• [GOAL OF THE EXERCISE] From the entries below, copy out every line with "middleware" in it.

*** Block opens ***

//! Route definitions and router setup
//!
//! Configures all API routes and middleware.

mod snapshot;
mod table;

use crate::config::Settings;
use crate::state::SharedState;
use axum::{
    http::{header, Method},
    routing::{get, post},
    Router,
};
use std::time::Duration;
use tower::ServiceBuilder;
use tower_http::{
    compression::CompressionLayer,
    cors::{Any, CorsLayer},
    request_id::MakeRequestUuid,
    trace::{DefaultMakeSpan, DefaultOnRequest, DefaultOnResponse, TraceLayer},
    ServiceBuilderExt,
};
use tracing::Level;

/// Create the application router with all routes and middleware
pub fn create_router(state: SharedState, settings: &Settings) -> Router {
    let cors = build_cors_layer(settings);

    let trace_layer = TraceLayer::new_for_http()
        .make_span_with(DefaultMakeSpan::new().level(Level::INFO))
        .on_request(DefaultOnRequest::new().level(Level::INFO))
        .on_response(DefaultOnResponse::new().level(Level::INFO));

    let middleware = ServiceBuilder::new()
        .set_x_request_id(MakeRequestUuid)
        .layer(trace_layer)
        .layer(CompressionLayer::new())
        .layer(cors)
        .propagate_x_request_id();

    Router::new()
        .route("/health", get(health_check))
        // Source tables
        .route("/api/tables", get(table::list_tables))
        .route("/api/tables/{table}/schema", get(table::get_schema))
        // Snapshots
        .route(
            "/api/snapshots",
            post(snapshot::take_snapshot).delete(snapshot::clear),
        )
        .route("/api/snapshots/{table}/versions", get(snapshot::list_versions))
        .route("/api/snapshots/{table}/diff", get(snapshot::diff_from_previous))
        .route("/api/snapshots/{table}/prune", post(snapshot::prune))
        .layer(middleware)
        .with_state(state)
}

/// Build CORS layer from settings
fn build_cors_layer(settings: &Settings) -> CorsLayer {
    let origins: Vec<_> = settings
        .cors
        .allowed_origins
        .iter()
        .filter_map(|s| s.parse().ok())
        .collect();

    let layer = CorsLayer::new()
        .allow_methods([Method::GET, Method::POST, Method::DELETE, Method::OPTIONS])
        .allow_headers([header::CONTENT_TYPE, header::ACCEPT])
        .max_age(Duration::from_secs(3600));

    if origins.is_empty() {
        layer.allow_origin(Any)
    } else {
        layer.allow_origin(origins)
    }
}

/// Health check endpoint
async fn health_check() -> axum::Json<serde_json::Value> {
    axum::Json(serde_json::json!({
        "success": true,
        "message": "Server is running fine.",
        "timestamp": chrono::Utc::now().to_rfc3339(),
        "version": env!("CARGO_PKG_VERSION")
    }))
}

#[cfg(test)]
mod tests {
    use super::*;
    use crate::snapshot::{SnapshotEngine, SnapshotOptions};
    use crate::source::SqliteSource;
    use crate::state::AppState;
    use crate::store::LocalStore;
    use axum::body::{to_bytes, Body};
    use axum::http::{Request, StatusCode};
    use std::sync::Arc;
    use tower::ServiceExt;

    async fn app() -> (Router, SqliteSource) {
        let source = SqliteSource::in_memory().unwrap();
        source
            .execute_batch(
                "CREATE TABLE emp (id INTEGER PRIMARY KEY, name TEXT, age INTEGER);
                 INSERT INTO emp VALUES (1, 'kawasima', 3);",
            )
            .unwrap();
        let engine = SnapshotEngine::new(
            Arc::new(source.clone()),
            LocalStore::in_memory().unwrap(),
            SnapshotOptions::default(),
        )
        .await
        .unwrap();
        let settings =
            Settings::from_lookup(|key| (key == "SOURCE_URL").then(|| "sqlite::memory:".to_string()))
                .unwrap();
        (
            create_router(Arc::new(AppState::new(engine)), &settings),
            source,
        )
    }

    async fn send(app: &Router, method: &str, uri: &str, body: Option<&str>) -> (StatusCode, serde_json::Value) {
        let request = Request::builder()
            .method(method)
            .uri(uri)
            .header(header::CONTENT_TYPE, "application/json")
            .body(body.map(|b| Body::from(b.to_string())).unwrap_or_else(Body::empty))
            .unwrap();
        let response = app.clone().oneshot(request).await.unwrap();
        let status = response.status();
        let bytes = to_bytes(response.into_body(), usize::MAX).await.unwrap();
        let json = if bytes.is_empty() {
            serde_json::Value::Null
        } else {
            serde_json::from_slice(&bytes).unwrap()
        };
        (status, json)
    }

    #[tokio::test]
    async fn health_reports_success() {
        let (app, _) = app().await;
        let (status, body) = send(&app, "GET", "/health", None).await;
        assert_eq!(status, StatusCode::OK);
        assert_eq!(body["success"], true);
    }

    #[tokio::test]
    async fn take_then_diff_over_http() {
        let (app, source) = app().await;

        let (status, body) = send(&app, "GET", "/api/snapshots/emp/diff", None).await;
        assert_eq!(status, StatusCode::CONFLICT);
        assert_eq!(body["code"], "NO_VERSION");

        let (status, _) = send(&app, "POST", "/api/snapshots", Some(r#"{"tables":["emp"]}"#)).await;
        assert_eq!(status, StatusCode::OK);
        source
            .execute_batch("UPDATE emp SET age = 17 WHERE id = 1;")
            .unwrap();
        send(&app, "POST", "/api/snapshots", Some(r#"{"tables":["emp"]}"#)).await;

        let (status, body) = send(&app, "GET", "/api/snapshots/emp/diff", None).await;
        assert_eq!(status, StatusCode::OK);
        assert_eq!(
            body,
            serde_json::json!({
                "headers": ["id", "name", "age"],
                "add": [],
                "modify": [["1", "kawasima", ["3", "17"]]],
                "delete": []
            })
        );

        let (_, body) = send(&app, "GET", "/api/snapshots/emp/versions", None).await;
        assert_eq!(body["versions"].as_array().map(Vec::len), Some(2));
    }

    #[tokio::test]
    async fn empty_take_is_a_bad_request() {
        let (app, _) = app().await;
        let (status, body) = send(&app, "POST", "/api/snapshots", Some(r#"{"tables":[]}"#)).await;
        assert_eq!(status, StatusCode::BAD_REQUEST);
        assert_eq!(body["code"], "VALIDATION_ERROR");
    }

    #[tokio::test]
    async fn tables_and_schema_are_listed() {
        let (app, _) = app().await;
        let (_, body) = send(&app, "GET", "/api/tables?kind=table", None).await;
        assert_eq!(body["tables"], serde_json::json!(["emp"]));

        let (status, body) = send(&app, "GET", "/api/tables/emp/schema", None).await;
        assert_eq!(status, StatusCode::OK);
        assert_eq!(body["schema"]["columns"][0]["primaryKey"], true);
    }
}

*** Block closes ***
*** Block opens ***

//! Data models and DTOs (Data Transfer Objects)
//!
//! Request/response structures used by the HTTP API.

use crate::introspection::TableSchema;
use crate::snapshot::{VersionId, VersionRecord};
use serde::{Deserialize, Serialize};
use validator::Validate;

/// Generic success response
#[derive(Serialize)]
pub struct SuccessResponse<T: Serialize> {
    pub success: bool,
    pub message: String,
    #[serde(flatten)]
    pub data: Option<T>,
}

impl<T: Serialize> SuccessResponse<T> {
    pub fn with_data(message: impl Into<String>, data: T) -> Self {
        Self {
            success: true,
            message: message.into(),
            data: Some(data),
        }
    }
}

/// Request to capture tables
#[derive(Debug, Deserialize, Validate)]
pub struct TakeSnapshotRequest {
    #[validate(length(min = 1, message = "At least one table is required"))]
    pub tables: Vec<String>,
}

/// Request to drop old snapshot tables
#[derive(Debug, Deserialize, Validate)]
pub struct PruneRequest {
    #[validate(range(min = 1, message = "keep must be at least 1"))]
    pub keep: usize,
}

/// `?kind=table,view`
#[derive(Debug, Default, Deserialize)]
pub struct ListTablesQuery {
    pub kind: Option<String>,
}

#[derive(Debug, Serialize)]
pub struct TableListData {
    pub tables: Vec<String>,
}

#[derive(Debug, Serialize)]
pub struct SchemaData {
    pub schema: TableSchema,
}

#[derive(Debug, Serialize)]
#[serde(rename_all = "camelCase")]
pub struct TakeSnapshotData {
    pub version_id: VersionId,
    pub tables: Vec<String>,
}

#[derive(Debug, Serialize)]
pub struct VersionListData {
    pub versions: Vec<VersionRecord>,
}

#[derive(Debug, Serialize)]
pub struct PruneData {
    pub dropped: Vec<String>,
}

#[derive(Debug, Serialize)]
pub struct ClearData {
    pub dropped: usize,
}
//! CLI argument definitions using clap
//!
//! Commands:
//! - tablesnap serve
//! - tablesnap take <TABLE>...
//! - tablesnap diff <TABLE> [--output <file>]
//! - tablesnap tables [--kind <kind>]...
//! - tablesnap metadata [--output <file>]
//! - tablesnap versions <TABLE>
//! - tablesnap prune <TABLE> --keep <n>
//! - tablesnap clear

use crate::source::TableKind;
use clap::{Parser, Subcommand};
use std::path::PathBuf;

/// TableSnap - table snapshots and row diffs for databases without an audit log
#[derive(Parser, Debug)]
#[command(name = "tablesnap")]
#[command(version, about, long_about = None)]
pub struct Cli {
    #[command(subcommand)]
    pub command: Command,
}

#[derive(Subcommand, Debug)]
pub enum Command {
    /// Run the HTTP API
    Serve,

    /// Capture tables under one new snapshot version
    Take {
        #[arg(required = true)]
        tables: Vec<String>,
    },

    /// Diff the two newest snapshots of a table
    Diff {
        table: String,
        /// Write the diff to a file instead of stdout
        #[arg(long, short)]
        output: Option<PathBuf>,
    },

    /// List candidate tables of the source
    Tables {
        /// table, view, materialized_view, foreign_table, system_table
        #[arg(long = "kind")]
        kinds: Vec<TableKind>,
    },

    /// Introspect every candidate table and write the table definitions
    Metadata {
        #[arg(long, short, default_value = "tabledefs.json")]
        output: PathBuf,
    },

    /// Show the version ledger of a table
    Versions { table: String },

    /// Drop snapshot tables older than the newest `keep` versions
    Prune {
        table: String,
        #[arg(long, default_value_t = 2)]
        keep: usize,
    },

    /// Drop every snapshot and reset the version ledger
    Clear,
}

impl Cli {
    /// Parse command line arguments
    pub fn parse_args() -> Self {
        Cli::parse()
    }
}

*** Block closes ***
*** Block opens ***

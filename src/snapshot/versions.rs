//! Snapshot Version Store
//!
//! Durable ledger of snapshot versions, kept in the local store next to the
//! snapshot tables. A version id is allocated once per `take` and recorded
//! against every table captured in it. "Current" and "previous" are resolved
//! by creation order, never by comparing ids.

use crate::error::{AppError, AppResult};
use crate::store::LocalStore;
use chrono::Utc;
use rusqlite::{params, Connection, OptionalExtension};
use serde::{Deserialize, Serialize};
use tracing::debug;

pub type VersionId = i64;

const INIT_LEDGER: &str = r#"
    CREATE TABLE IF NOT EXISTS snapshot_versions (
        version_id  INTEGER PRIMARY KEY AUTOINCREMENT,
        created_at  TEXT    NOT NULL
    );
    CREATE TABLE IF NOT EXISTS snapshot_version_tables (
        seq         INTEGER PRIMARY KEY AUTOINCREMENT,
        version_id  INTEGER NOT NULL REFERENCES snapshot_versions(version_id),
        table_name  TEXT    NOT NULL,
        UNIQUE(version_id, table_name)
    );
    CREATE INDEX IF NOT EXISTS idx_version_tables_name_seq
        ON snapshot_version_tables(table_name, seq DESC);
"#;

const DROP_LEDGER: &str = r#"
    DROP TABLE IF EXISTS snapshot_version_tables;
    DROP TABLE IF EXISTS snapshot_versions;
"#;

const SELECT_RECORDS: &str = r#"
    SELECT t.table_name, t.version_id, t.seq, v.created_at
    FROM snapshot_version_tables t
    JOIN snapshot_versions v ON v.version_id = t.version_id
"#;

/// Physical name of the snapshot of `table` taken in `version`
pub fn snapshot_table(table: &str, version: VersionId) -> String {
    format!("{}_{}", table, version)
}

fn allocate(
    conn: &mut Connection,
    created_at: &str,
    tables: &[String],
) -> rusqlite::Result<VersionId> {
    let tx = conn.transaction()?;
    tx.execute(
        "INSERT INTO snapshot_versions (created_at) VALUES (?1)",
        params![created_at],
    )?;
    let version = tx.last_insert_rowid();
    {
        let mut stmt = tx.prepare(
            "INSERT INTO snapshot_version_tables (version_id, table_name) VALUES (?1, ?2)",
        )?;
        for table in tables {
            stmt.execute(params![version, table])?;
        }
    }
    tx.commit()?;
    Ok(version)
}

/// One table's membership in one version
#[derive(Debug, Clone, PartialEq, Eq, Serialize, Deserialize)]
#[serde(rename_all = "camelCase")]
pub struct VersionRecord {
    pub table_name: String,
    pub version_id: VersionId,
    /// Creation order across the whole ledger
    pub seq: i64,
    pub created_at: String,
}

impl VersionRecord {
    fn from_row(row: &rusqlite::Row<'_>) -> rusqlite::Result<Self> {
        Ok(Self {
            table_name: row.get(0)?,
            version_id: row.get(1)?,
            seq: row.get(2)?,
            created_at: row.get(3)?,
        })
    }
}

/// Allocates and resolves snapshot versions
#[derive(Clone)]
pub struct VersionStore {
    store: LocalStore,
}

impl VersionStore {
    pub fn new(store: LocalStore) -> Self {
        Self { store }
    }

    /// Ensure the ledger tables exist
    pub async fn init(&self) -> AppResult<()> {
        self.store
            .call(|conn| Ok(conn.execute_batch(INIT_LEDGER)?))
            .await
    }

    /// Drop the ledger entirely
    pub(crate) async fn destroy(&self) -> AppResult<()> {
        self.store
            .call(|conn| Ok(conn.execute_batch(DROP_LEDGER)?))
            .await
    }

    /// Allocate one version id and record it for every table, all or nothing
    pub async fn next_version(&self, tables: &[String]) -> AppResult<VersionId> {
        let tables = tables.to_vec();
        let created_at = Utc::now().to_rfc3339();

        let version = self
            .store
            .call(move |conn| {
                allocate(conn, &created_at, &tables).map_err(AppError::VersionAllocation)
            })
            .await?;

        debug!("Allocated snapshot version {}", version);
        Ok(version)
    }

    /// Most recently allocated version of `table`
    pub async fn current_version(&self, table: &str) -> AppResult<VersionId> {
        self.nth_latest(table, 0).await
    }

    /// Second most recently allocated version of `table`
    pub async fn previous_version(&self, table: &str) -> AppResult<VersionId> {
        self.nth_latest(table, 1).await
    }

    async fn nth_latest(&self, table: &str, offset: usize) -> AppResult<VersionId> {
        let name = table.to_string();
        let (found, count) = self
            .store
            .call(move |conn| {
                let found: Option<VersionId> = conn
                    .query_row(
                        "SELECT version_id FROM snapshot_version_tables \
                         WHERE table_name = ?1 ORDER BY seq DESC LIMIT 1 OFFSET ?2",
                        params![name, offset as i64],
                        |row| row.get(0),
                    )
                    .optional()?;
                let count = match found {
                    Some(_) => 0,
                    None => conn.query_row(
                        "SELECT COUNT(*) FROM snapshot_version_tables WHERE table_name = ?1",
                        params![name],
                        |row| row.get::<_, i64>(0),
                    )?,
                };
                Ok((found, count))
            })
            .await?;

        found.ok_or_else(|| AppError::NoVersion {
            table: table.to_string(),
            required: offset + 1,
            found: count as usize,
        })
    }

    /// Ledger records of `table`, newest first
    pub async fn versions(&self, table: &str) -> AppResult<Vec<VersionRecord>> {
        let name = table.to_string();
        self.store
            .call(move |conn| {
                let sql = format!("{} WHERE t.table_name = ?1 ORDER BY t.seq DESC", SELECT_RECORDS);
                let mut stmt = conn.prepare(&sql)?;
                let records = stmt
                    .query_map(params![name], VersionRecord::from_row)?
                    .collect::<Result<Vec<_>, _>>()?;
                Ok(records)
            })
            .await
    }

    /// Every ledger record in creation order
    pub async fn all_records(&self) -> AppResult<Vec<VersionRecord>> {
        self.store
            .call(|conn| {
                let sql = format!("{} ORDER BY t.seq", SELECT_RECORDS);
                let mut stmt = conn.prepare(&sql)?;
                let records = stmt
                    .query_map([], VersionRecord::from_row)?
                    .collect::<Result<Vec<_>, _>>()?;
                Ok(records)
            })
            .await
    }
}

*** Block closes ***

• [RESULT OF THE TASK]
//! Configures all API routes and middleware.
/// Create the application router with all routes and middleware
    let middleware = ServiceBuilder::new()
        .layer(middleware)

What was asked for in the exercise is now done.